The response should contain only those lines of the entries below that include the string "embedded".

> [RECORDS FOR THE TASK]:
┏━━

use chrono::Utc;
use std::collections::HashSet;

use super::data::{Review, StudySpot};
use crate::error::{CatalogError, ReviewError};

/// Seed dataset, embedded at compile time
const SEED_SPOTS: &str = include_str!("seed_spots.json");

/// Display marker for check-ins and reviews made during this session
pub const JUST_NOW: &str = "Just now";

/// The Catalog owns the mutable list of study spots for the session.
///
/// It is copied from the read-only seed at startup and never written back.
/// Lookups with an unknown id are no-ops rather than errors: the set of
/// spots is closed and the UI only ever hands out ids it got from here.
pub struct Catalog {
    spots: Vec<StudySpot>,
    /// Sequence suffix that keeps review ids unique within a millisecond
    next_review_seq: u64,
}

impl Catalog {
    /// Create a catalog from the embedded seed dataset
    pub fn seeded() -> Result<Self, CatalogError> {
        let spots: Vec<StudySpot> = serde_json::from_str(SEED_SPOTS)?;
        Self::from_spots(spots)
    }

    /// Create a catalog from an explicit spot list.
    /// Fails on an empty list or a repeated spot id.
    pub fn from_spots(spots: Vec<StudySpot>) -> Result<Self, CatalogError> {
        if spots.is_empty() {
            return Err(CatalogError::Empty);
        }

        let mut seen = HashSet::new();
        for spot in &spots {
            if !seen.insert(spot.id.as_str()) {
                return Err(CatalogError::DuplicateSpotId(spot.id.clone()));
            }
        }

        Ok(Catalog {
            spots,
            next_review_seq: 0,
        })
    }

    /// All spots, in seed order
    pub fn spots(&self) -> &[StudySpot] {
        &self.spots
    }

    pub fn len(&self) -> usize {
        self.spots.len()
    }

    pub fn get(&self, id: &str) -> Option<&StudySpot> {
        self.spots.iter().find(|s| s.id == id)
    }

    fn get_mut(&mut self, id: &str) -> Option<&mut StudySpot> {
        self.spots.iter_mut().find(|s| s.id == id)
    }

    /// Look up a spot, falling back to the first catalog entry.
    /// The catalog is never empty, so this always yields a spot.
    pub fn get_or_first(&self, id: &str) -> &StudySpot {
        self.get(id).unwrap_or(&self.spots[0])
    }

    /// Flip the favorite flag of one spot.
    /// Returns the new flag, or None if the id is unknown.
    pub fn toggle_favorite(&mut self, id: &str) -> Option<bool> {
        let spot = self.get_mut(id)?;
        spot.is_favorite = !spot.is_favorite;
        Some(spot.is_favorite)
    }

    /// Mark a spot as checked in "just now".
    /// Repeated calls simply reset the marker.
    pub fn check_in(&mut self, id: &str) -> bool {
        match self.get_mut(id) {
            Some(spot) => {
                spot.checked_in = true;
                spot.last_check_in = Some(JUST_NOW.to_string());
                true
            }
            None => false,
        }
    }

    /// Prepend a new review to a spot's review list.
    ///
    /// The aggregate rating is left untouched. Returns `Ok(None)` when the
    /// spot id is unknown.
    pub fn submit_review(
        &mut self,
        id: &str,
        user: &str,
        rating: u8,
        text: &str,
    ) -> Result<Option<&Review>, ReviewError> {
        if !(1..=5).contains(&rating) {
            return Err(ReviewError::RatingOutOfRange(rating));
        }
        let text = text.trim();
        if text.is_empty() {
            return Err(ReviewError::EmptyText);
        }

        let review_id = format!("r{}-{}", Utc::now().timestamp_millis(), self.next_review_seq);
        let Some(spot) = self.spots.iter_mut().find(|s| s.id == id) else {
            return Ok(None);
        };
        self.next_review_seq += 1;

        spot.reviews.insert(
            0,
            Review {
                id: review_id,
                user: user.to_string(),
                rating,
                text: text.to_string(),
                date: JUST_NOW.to_string(),
            },
        );

        Ok(spot.reviews.first())
    }

    /// Spots the user marked as favorite, in catalog order
    pub fn favorites(&self) -> impl Iterator<Item = &StudySpot> {
        self.spots.iter().filter(|s| s.is_favorite)
    }

    /// Spots the user checked in to, in catalog order
    pub fn checked_in(&self) -> impl Iterator<Item = &StudySpot> {
        self.spots.iter().filter(|s| s.checked_in)
    }
}

impl std::fmt::Debug for Catalog {
    fn fmt(&self, f: &mut std::fmt::Formatter<'_>) -> std::fmt::Result {
        f.debug_struct("Catalog")
            .field("spots", &self.spots.len())
            .field("next_review_seq", &self.next_review_seq)
            .finish()
    }
}

#[cfg(test)]
mod tests {
    use super::*;

    fn review_counts(catalog: &Catalog) -> Vec<usize> {
        catalog.spots().iter().map(|s| s.review_count()).collect()
    }

    #[test]
    fn test_seed_loads() {
        let catalog = Catalog::seeded().unwrap();
        assert_eq!(catalog.len(), 6);
        assert!(catalog.spots().iter().all(|s| !s.is_favorite && !s.checked_in));
        assert!(catalog.spots().iter().all(|s| s.map_pin.is_some()));
    }

    #[test]
    fn test_seed_is_well_formed() {
        let catalog = Catalog::seeded().unwrap();
        for spot in catalog.spots() {
            assert!((0.0..=5.0).contains(&spot.rating), "{}", spot.id);
            assert!(spot.occupancy_data.iter().all(|o| o.level <= 100));
            assert!(spot.reviews.iter().all(|r| (1..=5).contains(&r.rating)));
        }

        let mut review_ids = HashSet::new();
        for review in catalog.spots().iter().flat_map(|s| s.reviews.iter()) {
            assert!(review_ids.insert(review.id.clone()));
        }
    }

    #[test]
    fn test_rejects_duplicate_ids() {
        let mut spots = Catalog::seeded().unwrap().spots().to_vec();
        spots[1].id = spots[0].id.clone();

        let result = Catalog::from_spots(spots);
        assert!(matches!(result, Err(CatalogError::DuplicateSpotId(id)) if id == "1"));
    }

    #[test]
    fn test_rejects_empty() {
        assert!(matches!(Catalog::from_spots(Vec::new()), Err(CatalogError::Empty)));
    }

    #[test]
    fn test_get_or_first_falls_back() {
        let catalog = Catalog::seeded().unwrap();
        assert_eq!(catalog.get_or_first("3").id, "3");
        assert_eq!(catalog.get_or_first("missing").id, "1");
        assert_eq!(catalog.get_or_first("").id, "1");
    }

    #[test]
    fn test_toggle_favorite_twice_restores() {
        let mut catalog = Catalog::seeded().unwrap();
        let before = catalog.spots().to_vec();

        assert_eq!(catalog.toggle_favorite("2"), Some(true));
        assert!(catalog.get("2").unwrap().is_favorite);
        assert!(catalog.spots().iter().filter(|s| s.id != "2").all(|s| !s.is_favorite));

        assert_eq!(catalog.toggle_favorite("2"), Some(false));
        assert_eq!(catalog.spots(), before.as_slice());
    }

    #[test]
    fn test_unknown_id_is_noop() {
        let mut catalog = Catalog::seeded().unwrap();
        let before = catalog.spots().to_vec();

        assert_eq!(catalog.toggle_favorite("42"), None);
        assert!(!catalog.check_in("42"));
        assert_eq!(catalog.submit_review("42", "You", 4, "Lovely place").unwrap(), None);

        assert_eq!(catalog.spots(), before.as_slice());
    }

    #[test]
    fn test_check_in_sets_marker() {
        let mut catalog = Catalog::seeded().unwrap();
        assert!(catalog.check_in("5"));
        assert!(catalog.check_in("5"));

        let spot = catalog.get("5").unwrap();
        assert!(spot.checked_in);
        assert_eq!(spot.last_check_in.as_deref(), Some(JUST_NOW));
        assert_eq!(catalog.checked_in().count(), 1);
    }

    #[test]
    fn test_submit_review_prepends() {
        let mut catalog = Catalog::seeded().unwrap();
        let before = review_counts(&catalog);
        let rating_before = catalog.get("1").unwrap().rating;

        let review = catalog
            .submit_review("1", "You", 3, "  Great spot ")
            .unwrap()
            .cloned()
            .unwrap();
        assert_eq!(review.rating, 3);
        assert_eq!(review.text, "Great spot");
        assert_eq!(review.date, JUST_NOW);

        let spot = catalog.get("1").unwrap();
        assert_eq!(spot.reviews[0], review);
        assert_eq!(spot.rating, rating_before);

        let after = review_counts(&catalog);
        assert_eq!(after[0], before[0] + 1);
        assert_eq!(&after[1..], &before[1..]);
    }

    #[test]
    fn test_review_ids_are_unique() {
        let mut catalog = Catalog::seeded().unwrap();
        for _ in 0..5 {
            catalog.submit_review("4", "You", 5, "Busy but fun").unwrap();
        }

        let ids: HashSet<&str> = catalog
            .get("4")
            .unwrap()
            .reviews
            .iter()
            .map(|r| r.id.as_str())
            .collect();
        assert_eq!(ids.len(), 5);
    }

    #[test]
    fn test_submit_review_validates() {
        let mut catalog = Catalog::seeded().unwrap();
        let before = review_counts(&catalog);

        assert_eq!(
            catalog.submit_review("1", "You", 0, "Great spot").unwrap_err(),
            ReviewError::RatingOutOfRange(0)
        );
        assert_eq!(
            catalog.submit_review("1", "You", 6, "Great spot").unwrap_err(),
            ReviewError::RatingOutOfRange(6)
        );
        assert_eq!(
            catalog.submit_review("1", "You", 4, "   ").unwrap_err(),
            ReviewError::EmptyText
        );

        assert_eq!(review_counts(&catalog), before);
    }
}
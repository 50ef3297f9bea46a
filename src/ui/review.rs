use iced::widget::{button, column, horizontal_space, row, text, text_input, vertical_space, Row};
use iced::{Alignment, Element, Length};

use super::style;
use crate::state::review::rating_label;
use crate::state::session::Session;
use crate::Message;

/// Review form for the selected spot
pub fn view(session: &Session) -> Element<'_, Message> {
    let draft = session.draft();
    let spot = session.selected_spot();
    let submitting = session.pending_return().is_some();

    let header = row![
        button(text("←")).on_press(Message::Back).style(button::text),
        text("Write a Review").size(18).font(style::BOLD),
    ]
    .spacing(8)
    .align_y(Alignment::Center);

    let stars = Row::with_children((1..=5u8).map(|star| {
        let color = if star <= draft.rating {
            style::STAR
        } else {
            style::LIGHT_GRAY
        };
        button(text("★").size(36).color(color))
            .on_press(Message::RatingSelected(star))
            .style(button::text)
            .into()
    }))
    .spacing(4);

    let rating = column![
        text("How was your study session?").size(14).color(style::GRAY),
        stars,
        text(rating_label(draft.rating)).color(style::BLUE),
    ]
    .spacing(8)
    .align_x(Alignment::Center)
    .width(Length::Fill);

    let body = column![
        text("Your Review").size(14),
        text_input(
            "Share your experience about the noise level, wifi speed, or available amenities...",
            &draft.text,
        )
        .on_input(Message::ReviewTextChanged)
        .on_submit(Message::SubmitReview)
        .padding(14),
    ]
    .spacing(8);

    let submit = button(
        row![horizontal_space(), text("Submit Review"), horizontal_space()].width(Length::Fill),
    )
    .on_press_maybe((!submitting).then_some(Message::SubmitReview))
    .style(button::primary)
    .padding(14)
    .width(Length::Fill);

    column![
        header,
        text(&spot.name).size(13).color(style::GRAY),
        rating,
        body,
        vertical_space(),
        submit,
    ]
    .spacing(24)
    .padding(20)
    .into()
}
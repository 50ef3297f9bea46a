/// Shared data structures for the application state
///
/// These structs represent the data model that flows between
/// the catalog and the UI layer. Field names follow the camelCase
/// keys of the seed dataset.

use serde::{Deserialize, Serialize};
use std::fmt;

/// Coarse occupancy descriptor shown to users
#[derive(Serialize, Deserialize, Debug, Clone, Copy, PartialEq, Eq, Hash)]
pub enum CrowdStatus {
    Quiet,
    Moderate,
    Busy,
}

impl CrowdStatus {
    pub fn label(&self) -> &'static str {
        match self {
            CrowdStatus::Quiet => "Quiet",
            CrowdStatus::Moderate => "Moderate",
            CrowdStatus::Busy => "Busy",
        }
    }
}

impl fmt::Display for CrowdStatus {
    fn fmt(&self, f: &mut fmt::Formatter<'_>) -> fmt::Result {
        f.write_str(self.label())
    }
}

/// How full a spot is at one point of the day
#[derive(Debug, Clone, Copy, PartialEq, Eq)]
pub enum OccupancyBand {
    Low,
    Medium,
    High,
}

/// One bar of the occupancy history
#[derive(Serialize, Deserialize, Debug, Clone, PartialEq)]
pub struct OccupancySample {
    /// Time label (e.g., "10am")
    pub time: String,
    /// Percentage full, 0-100
    pub level: u8,
}

impl OccupancySample {
    /// Above 75% is high, above 40% is medium
    pub fn band(&self) -> OccupancyBand {
        if self.level > 75 {
            OccupancyBand::High
        } else if self.level > 40 {
            OccupancyBand::Medium
        } else {
            OccupancyBand::Low
        }
    }
}

/// A single user review. Immutable once created.
#[derive(Serialize, Deserialize, Debug, Clone, PartialEq)]
pub struct Review {
    pub id: String,
    /// Display name of the author
    pub user: String,
    /// Stars, 1-5
    pub rating: u8,
    pub text: String,
    /// Display string (e.g., "2 days ago")
    pub date: String,
}

/// Position of a spot on the schematic campus map
#[derive(Serialize, Deserialize, Debug, Clone, PartialEq)]
pub struct MapPin {
    /// Short pin label (e.g., "Thode")
    pub label: String,
    /// Distance from the top edge, as a fraction of map height
    pub top: f32,
    /// Distance from the left edge, as a fraction of map width
    pub left: f32,
}

/// A study location in the catalog
#[derive(Serialize, Deserialize, Debug, Clone, PartialEq)]
#[serde(rename_all = "camelCase")]
pub struct StudySpot {
    /// Unique, stable for the session
    pub id: String,
    pub name: String,
    pub category: String,
    /// Aggregate rating, 0.0-5.0
    pub rating: f32,
    /// Display string (e.g., "Central Campus")
    pub distance: String,
    pub crowd_status: CrowdStatus,
    /// Image URL
    pub image: String,
    pub description: String,
    pub amenities: Vec<String>,
    /// Newest first
    pub reviews: Vec<Review>,
    pub occupancy_data: Vec<OccupancySample>,
    #[serde(default)]
    pub is_favorite: bool,
    #[serde(default)]
    pub checked_in: bool,
    #[serde(default)]
    pub last_check_in: Option<String>,
    #[serde(default)]
    pub map_pin: Option<MapPin>,
}

impl StudySpot {
    /// Case-insensitive amenity lookup
    pub fn has_amenity(&self, amenity: &str) -> bool {
        self.amenities
            .iter()
            .any(|a| a.eq_ignore_ascii_case(amenity))
    }

    pub fn review_count(&self) -> usize {
        self.reviews.len()
    }
}
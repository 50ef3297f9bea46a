/// Error types shared across the application
///
/// None of these are fatal at runtime: review errors become toast
/// notifications and config errors fall back to defaults. Only a broken
/// seed catalog stops startup.

use thiserror::Error;

/// Reasons a review cannot be submitted
#[derive(Debug, Error, Clone, PartialEq, Eq)]
pub enum ReviewError {
    /// No star was selected on the review screen
    #[error("Please select a rating")]
    MissingRating,

    /// The trimmed review text is shorter than the configured minimum
    #[error("Tell us a bit more about your experience")]
    TooShort { min: usize },

    /// Rating outside the 1-5 star range
    #[error("Rating must be between 1 and 5 stars (got {0})")]
    RatingOutOfRange(u8),

    /// Review text is empty after trimming
    #[error("Review text cannot be empty")]
    EmptyText,

    /// The previous submission is still waiting to return to the spot
    #[error("Your review is already being submitted")]
    AlreadySubmitted,
}

/// Failures while loading the seed catalog
#[derive(Debug, Error)]
pub enum CatalogError {
    #[error("Failed to parse seed catalog: {0}")]
    Seed(#[from] serde_json::Error),

    #[error("Duplicate spot id in catalog: {0}")]
    DuplicateSpotId(String),

    #[error("Seed catalog contains no spots")]
    Empty,
}

/// Failures while reading the optional config file
#[derive(Debug, Error)]
pub enum ConfigError {
    #[error("Failed to read config file: {0}")]
    Io(#[from] std::io::Error),

    #[error("Failed to parse config file: {0}")]
    Parse(#[from] serde_json::Error),
}
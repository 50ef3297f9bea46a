use iced::widget::{button, checkbox, column, horizontal_space, row, scrollable, text};
use iced::{Alignment, Element, Length};
use iced_aw::Wrap;

use super::style;
use crate::state::filter::{NoiseLevel, AMENITY_CHOICES};
use crate::state::session::Session;
use crate::Message;

/// Full-screen filter overlay opened from the Discover tab.
/// Changes apply immediately; closing just goes back.
pub fn view(session: &Session) -> Element<'_, Message> {
    let filters = session.filters();

    let header = row![
        text("Filters").size(20),
        horizontal_space(),
        button(text("✕")).on_press(Message::Back).style(button::text),
    ]
    .align_y(Alignment::Center);

    let noise: Vec<Element<Message>> = NoiseLevel::CHOICES
        .iter()
        .map(|&level| {
            button(text(level.label()).size(13))
                .on_press(Message::NoiseSelected(level))
                .style(style::toggle_button(filters.noise_level == level))
                .padding([8, 16])
                .into()
        })
        .collect();

    let amenities: Vec<Element<Message>> = AMENITY_CHOICES
        .iter()
        .map(|&amenity| {
            checkbox(amenity, filters.has_amenity(amenity))
                .on_toggle(move |_| Message::AmenityToggled(amenity.to_string()))
                .width(Length::Fixed(170.0))
                .into()
        })
        .collect();

    let open_now = column![
        checkbox("Show Open Now", filters.open_now).on_toggle(Message::OpenNowToggled),
        text("Only show spots currently open").size(12).color(style::GRAY),
    ]
    .spacing(4);

    let body = column![
        section("Noise Level", Wrap::with_elements(noise).spacing(8.0).line_spacing(8.0).into()),
        section(
            "Amenities",
            Wrap::with_elements(amenities).spacing(12.0).line_spacing(12.0).into()
        ),
        open_now,
    ]
    .spacing(28);

    let matching = session.filtered_spots().len();
    let footer = row![
        button(text("Reset"))
            .on_press(Message::ResetFilters)
            .style(button::secondary)
            .width(Length::Fill),
        button(text(format!("Show {} Spots", matching)))
            .on_press(Message::Back)
            .style(button::primary)
            .width(Length::Fill),
    ]
    .spacing(12);

    column![header, scrollable(body).height(Length::Fill), footer]
        .spacing(16)
        .padding(20)
        .into()
}

fn section<'a>(title: &'a str, content: Element<'a, Message>) -> Element<'a, Message> {
    column![text(title).size(14), content].spacing(10).into()
}
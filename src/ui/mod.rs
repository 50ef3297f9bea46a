/// Presentation layer
///
/// Screens read the session and emit `Message`s; they never mutate state.
/// - One module per screen (home, filter, detail, review, profile, map)
/// - `bottom_nav` for the tab bar, `toast` for notifications
/// - `occupancy` for the live occupancy chart
/// - `style` for shared colors and small widgets

pub mod bottom_nav;
pub mod detail;
pub mod filter;
pub mod home;
pub mod map;
pub mod occupancy;
pub mod profile;
pub mod review;
pub mod style;
pub mod toast;
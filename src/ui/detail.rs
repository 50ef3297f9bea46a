use iced::widget::{button, canvas, column, container, horizontal_space, row, scrollable, text, Column};
use iced::{Alignment, Element, Length};
use iced_aw::Wrap;

use super::occupancy::OccupancyChart;
use super::style;
use crate::state::data::{Review, StudySpot};
use crate::state::navigation::Screen;
use crate::Message;

/// Place details: header, actions, occupancy, about and reviews.
/// `parent` is the tab the back button returns to.
pub fn view(spot: &StudySpot, parent: Option<Screen>) -> Element<'_, Message> {
    let back_label = match parent.filter(Screen::is_tab) {
        Some(screen) => format!("← {}", screen.tab_label()),
        None => "← Discover".to_string(),
    };
    let favorite = if spot.is_favorite { "♥" } else { "♡" };
    let top_bar = row![
        button(text(back_label)).on_press(Message::Back).style(button::text),
        horizontal_space(),
        button(text(favorite).size(20).color(if spot.is_favorite {
            style::RED
        } else {
            style::GRAY
        }))
        .on_press(Message::ToggleFavorite(spot.id.clone()))
        .style(button::text),
    ]
    .align_y(Alignment::Center);

    let header = column![
        style::badge(&spot.category, style::BLUE),
        text(&spot.name).size(24).font(style::BOLD),
        text(format!(
            "{} away  •  ★ {:.1} ({} reviews)",
            spot.distance,
            spot.rating,
            spot.review_count()
        ))
        .size(13)
        .color(style::GRAY),
    ]
    .spacing(6);

    let (check_in_label, check_in_style): (&str, fn(&iced::Theme, button::Status) -> button::Style) =
        if spot.checked_in {
            ("✓ Checked In", button::success)
        } else {
            ("Check In", button::secondary)
        };
    let mut actions = column![row![
        button(text("Directions"))
            .on_press(Message::Navigate(Screen::Map, None))
            .style(button::primary)
            .width(Length::Fill),
        button(text(check_in_label))
            .on_press_maybe((!spot.checked_in).then(|| Message::CheckIn(spot.id.clone())))
            .style(check_in_style)
            .width(Length::Fill),
    ]
    .spacing(12)]
    .spacing(6);
    if let Some(when) = &spot.last_check_in {
        actions = actions.push(text(format!("Last check-in: {}", when)).size(12).color(style::GRAY));
    }

    let occupancy = column![
        row![
            text("Live Occupancy").size(16).font(style::BOLD),
            horizontal_space(),
            style::badge(
                format!("Currently {}", spot.crowd_status),
                style::crowd_color(spot.crowd_status)
            ),
        ]
        .align_y(Alignment::Center),
        canvas(OccupancyChart {
            samples: &spot.occupancy_data,
        })
        .width(Length::Fill)
        .height(Length::Fixed(180.0)),
    ]
    .spacing(12);

    let amenities: Vec<Element<Message>> = spot
        .amenities
        .iter()
        .map(|a| style::chip(a.as_str()))
        .collect();
    let about = column![
        text("About").size(16).font(style::BOLD),
        text(&spot.description).size(14).color(style::GRAY),
        Wrap::with_elements(amenities).spacing(8.0).line_spacing(8.0),
    ]
    .spacing(10);

    let reviews: Element<Message> = if spot.reviews.is_empty() {
        container(text("No reviews yet. Be the first!").color(style::GRAY))
            .padding(24)
            .center_x(Length::Fill)
            .into()
    } else {
        Column::with_children(spot.reviews.iter().map(review_card))
            .spacing(12)
            .into()
    };

    let reviews_section = column![
        row![
            text("Reviews").size(16).font(style::BOLD),
            horizontal_space(),
            button(text("Write a Review").size(13))
                .on_press(Message::Navigate(Screen::Review, None))
                .style(button::text),
        ]
        .align_y(Alignment::Center),
        reviews,
    ]
    .spacing(12);

    scrollable(
        column![top_bar, header, actions, occupancy, about, reviews_section]
            .spacing(22)
            .padding(16),
    )
    .height(Length::Fill)
    .into()
}

fn review_card(review: &Review) -> Element<'_, Message> {
    let content = column![
        row![
            column![
                text(&review.user).size(14).font(style::BOLD),
                text(style::stars(review.rating)).size(12).color(style::STAR),
            ]
            .spacing(2),
            horizontal_space(),
            text(&review.date).size(12).color(style::GRAY),
        ],
        text(&review.text).size(14),
    ]
    .spacing(8);

    container(content)
        .padding(14)
        .width(Length::Fill)
        .style(style::card)
        .into()
}
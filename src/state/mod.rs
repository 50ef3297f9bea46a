/// State management module
///
/// This module handles all application state, including:
/// - The study spot catalog and its mutations (catalog.rs)
/// - Shared data structures (data.rs)
/// - Category, search and structured filters (filter.rs)
/// - Screen navigation and back history (navigation.rs)
/// - The review form (review.rs)
/// - The session container tying it all together (session.rs)

pub mod catalog;
pub mod data;
pub mod filter;
pub mod navigation;
pub mod review;
pub mod session;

┗━━

> [RESULT]:
/// Seed dataset, embedded at compile time
    /// Create a catalog from the embedded seed dataset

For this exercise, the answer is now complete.